— STORED DATA —
------------------------------------------------------------------------

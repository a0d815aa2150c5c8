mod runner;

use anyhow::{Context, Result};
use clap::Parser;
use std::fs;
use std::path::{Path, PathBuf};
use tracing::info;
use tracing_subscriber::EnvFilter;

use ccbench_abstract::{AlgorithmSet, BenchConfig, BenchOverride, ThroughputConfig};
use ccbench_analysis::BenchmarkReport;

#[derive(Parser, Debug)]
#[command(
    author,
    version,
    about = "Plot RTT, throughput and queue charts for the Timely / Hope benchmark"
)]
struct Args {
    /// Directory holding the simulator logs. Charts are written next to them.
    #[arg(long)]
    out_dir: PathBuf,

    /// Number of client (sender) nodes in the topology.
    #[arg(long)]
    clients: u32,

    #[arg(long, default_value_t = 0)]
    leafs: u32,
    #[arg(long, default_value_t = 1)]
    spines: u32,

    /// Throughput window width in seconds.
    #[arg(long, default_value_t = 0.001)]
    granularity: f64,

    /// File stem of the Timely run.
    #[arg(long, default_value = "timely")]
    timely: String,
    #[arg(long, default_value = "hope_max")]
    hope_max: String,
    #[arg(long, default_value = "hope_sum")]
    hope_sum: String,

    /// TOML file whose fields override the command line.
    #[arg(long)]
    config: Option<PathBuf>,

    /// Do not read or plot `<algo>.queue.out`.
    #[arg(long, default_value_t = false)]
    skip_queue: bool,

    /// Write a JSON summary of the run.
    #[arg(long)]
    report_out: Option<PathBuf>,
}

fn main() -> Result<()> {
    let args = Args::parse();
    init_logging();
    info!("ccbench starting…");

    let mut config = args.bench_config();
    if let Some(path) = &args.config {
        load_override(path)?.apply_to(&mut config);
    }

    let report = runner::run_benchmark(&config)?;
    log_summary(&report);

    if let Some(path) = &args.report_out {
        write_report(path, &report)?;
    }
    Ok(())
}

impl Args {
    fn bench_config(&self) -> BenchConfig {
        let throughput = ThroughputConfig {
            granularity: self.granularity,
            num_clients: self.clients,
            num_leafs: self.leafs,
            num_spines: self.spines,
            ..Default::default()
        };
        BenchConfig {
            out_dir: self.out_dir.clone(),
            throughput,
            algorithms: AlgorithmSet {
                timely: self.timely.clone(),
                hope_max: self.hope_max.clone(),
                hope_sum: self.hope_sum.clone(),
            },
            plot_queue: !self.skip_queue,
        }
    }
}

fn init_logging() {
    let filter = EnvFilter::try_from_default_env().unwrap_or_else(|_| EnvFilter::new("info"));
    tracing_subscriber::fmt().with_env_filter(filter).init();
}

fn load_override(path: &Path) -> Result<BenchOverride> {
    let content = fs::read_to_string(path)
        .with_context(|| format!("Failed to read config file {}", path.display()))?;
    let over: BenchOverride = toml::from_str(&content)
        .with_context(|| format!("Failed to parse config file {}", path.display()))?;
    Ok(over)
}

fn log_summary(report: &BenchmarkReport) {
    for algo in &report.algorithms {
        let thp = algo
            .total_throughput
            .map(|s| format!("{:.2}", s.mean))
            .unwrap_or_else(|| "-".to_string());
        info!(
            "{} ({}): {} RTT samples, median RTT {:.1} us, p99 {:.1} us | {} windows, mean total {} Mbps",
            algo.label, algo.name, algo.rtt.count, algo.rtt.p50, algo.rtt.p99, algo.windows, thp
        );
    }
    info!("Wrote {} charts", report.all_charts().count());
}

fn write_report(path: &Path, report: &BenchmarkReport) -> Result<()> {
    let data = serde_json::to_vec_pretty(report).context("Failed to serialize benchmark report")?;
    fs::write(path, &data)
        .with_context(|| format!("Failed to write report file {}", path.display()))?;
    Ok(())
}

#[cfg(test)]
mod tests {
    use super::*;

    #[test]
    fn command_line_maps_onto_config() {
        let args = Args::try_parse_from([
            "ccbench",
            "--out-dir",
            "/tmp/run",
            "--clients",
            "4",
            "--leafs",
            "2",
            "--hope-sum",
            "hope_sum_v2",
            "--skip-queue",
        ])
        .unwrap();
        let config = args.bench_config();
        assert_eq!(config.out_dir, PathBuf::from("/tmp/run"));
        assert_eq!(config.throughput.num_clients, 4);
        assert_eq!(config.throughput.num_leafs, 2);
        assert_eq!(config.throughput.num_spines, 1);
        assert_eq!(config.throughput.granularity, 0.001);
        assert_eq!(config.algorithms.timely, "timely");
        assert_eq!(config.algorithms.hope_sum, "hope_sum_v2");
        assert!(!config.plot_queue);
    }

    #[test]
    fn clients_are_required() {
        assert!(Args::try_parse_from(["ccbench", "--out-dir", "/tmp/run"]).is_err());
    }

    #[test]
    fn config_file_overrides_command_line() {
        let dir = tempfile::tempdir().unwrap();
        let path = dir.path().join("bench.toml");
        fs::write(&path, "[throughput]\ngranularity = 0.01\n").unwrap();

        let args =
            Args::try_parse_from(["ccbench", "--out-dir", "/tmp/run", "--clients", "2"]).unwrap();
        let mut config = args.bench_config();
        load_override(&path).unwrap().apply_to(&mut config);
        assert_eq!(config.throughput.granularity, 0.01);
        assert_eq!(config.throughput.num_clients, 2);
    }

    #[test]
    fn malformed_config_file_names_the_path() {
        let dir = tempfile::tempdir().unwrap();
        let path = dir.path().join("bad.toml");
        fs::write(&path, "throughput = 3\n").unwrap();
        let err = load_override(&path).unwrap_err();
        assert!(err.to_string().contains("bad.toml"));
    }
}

------------------------------------------------------------------------

— WHAT NEEDS TO BE DONE —
Count, in the data above, the lines that hold "Parser". Return only that count.

— WRITTEN ANSWER —
2